Task material –
+-------+

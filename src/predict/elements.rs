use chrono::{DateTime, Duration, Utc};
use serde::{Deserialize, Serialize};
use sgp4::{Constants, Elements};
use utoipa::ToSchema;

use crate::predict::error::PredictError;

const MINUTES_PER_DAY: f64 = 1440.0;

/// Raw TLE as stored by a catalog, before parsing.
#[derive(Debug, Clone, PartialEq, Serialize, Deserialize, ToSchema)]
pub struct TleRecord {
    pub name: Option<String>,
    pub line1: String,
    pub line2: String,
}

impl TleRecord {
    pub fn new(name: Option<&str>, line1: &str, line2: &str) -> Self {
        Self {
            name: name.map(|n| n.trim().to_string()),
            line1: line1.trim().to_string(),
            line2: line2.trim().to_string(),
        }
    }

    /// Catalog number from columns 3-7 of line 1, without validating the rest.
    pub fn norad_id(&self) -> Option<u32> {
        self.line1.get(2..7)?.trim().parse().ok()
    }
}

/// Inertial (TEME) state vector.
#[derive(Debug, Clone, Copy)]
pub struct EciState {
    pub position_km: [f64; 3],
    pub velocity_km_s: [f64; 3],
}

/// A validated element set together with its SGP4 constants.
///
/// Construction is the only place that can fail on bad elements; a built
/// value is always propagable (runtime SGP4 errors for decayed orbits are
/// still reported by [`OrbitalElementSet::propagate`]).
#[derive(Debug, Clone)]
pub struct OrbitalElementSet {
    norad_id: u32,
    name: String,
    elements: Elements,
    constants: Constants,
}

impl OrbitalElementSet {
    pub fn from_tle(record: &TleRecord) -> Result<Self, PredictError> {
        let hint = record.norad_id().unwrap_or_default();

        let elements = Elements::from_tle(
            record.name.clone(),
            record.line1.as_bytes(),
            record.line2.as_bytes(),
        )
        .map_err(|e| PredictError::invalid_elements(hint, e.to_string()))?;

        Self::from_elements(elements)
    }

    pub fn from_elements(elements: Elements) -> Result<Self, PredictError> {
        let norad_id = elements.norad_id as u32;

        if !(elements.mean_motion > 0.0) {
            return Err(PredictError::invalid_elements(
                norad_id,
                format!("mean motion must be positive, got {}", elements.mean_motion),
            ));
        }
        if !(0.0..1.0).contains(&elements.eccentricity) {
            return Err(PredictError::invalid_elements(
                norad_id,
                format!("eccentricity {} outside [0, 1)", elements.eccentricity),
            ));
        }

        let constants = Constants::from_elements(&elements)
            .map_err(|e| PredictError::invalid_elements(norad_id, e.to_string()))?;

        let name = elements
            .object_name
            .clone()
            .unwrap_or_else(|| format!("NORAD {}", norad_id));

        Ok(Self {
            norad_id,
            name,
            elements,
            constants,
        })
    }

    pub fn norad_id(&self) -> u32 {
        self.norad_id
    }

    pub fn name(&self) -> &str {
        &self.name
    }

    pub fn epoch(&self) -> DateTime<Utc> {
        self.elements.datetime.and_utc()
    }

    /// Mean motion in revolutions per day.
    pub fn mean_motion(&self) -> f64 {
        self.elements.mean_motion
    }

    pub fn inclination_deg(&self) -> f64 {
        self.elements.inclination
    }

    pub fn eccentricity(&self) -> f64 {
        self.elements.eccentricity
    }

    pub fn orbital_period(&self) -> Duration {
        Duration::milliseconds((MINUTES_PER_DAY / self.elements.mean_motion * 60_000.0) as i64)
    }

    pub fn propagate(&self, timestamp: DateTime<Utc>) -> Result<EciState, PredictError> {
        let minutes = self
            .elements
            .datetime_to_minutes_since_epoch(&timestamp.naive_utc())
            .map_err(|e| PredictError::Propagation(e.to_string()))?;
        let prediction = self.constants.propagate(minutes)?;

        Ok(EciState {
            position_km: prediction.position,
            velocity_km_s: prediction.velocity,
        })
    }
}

+-------+

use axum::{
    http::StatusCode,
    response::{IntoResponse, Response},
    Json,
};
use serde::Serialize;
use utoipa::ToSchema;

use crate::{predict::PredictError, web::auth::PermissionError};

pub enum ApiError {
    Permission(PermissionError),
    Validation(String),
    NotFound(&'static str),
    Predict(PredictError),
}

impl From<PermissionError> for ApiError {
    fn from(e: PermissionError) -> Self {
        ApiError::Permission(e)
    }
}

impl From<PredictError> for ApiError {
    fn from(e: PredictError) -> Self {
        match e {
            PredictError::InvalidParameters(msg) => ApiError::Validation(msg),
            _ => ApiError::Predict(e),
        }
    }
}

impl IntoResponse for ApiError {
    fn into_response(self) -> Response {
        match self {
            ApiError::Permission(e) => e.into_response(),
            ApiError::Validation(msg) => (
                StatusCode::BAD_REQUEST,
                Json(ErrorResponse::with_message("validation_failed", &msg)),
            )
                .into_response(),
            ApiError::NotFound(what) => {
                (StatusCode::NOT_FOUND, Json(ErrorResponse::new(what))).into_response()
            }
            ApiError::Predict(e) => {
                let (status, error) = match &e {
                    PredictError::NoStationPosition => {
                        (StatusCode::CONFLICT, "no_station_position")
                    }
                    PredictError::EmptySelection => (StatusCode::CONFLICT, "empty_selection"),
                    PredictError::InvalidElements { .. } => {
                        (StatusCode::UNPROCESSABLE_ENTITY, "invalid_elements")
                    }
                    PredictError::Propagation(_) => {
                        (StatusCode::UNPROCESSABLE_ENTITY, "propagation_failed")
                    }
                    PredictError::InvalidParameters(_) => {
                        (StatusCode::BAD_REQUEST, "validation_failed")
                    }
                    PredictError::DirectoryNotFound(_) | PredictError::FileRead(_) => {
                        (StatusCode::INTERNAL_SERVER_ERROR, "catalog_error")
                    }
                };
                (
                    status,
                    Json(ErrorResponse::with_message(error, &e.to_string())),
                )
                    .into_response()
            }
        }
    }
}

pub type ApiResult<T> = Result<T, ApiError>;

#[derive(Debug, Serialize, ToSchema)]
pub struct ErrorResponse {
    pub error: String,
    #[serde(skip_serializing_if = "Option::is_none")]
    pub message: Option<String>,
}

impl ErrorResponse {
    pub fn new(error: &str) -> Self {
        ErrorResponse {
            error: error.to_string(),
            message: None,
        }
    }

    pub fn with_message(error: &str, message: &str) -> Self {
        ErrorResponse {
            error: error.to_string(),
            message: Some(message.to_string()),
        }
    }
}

+-------+

Task objective –
Write out every line from the data above that includes "format".

Solution to the problem –
                format!("mean motion must be positive, got {}", elements.mean_motion),
                format!("eccentricity {} outside [0, 1)", elements.eccentricity),
            .unwrap_or_else(|| format!("NORAD {}", norad_id));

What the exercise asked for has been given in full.